(Saved data entries)
============

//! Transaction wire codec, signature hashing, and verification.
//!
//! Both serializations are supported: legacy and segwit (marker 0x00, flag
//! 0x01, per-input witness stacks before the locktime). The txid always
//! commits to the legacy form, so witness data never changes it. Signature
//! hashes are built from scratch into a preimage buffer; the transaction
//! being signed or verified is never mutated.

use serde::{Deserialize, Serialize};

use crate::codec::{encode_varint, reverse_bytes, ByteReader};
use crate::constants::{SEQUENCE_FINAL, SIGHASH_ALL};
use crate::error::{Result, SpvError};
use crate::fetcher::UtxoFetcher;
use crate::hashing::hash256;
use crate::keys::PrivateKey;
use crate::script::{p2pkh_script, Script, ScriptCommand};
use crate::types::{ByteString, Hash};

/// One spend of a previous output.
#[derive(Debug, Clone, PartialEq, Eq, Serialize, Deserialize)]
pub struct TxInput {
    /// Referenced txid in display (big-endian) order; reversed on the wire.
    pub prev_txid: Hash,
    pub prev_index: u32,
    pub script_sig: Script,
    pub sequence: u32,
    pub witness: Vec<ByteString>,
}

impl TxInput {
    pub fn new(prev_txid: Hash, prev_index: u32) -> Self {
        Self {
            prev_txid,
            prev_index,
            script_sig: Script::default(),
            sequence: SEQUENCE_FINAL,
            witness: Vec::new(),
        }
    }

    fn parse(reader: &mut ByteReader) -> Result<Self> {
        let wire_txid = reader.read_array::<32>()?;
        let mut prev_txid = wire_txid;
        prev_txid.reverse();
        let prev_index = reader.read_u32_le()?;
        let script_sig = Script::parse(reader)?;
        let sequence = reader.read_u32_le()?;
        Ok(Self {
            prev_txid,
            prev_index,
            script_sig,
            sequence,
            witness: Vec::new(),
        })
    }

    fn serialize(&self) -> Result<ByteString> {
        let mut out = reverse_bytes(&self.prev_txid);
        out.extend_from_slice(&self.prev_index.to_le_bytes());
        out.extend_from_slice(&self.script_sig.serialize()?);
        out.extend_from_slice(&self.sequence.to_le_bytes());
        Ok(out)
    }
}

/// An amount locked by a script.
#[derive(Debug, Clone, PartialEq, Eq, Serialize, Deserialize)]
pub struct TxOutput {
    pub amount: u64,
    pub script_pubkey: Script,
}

============

*Exercise directions*: Find all lines holding the word "witness" in the records above and copy them.

*Answer to this task*:
//! 0x01, per-input witness stacks before the locktime). The txid always
//! commits to the legacy form, so witness data never changes it. Signature
    pub witness: Vec<ByteString>,
            witness: Vec::new(),
            witness: Vec::new(),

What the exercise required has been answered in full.